▸ **What is expected**
The answer must be a bare number: the count of lines below that contain "interface".

▸ **Recorded data**
__________

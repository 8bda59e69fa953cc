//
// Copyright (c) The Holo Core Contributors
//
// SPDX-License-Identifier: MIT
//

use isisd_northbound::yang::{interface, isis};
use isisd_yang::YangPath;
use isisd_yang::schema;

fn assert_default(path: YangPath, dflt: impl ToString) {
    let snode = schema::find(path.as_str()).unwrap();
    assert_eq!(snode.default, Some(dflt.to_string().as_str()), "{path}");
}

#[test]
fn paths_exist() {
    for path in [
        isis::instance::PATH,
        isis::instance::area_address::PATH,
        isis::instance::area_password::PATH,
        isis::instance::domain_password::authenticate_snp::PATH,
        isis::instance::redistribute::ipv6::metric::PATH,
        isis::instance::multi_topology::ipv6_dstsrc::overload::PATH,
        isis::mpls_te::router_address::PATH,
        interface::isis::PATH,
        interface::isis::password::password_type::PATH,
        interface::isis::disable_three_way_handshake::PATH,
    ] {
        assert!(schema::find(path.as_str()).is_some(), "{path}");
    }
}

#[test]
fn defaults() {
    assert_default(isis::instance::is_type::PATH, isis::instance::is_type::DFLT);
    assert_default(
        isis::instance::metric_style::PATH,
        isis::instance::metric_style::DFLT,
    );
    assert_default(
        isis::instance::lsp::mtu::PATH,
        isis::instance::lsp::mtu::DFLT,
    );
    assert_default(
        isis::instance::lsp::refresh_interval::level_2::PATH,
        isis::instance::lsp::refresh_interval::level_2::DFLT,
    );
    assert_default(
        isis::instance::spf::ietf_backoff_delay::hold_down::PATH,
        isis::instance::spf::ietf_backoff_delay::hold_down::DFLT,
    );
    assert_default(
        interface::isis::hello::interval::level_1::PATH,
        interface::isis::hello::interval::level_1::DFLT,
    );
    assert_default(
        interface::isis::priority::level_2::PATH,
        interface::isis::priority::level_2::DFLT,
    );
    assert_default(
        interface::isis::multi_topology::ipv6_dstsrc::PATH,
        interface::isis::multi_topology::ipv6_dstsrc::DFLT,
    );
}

__________

▸ **Response area**
10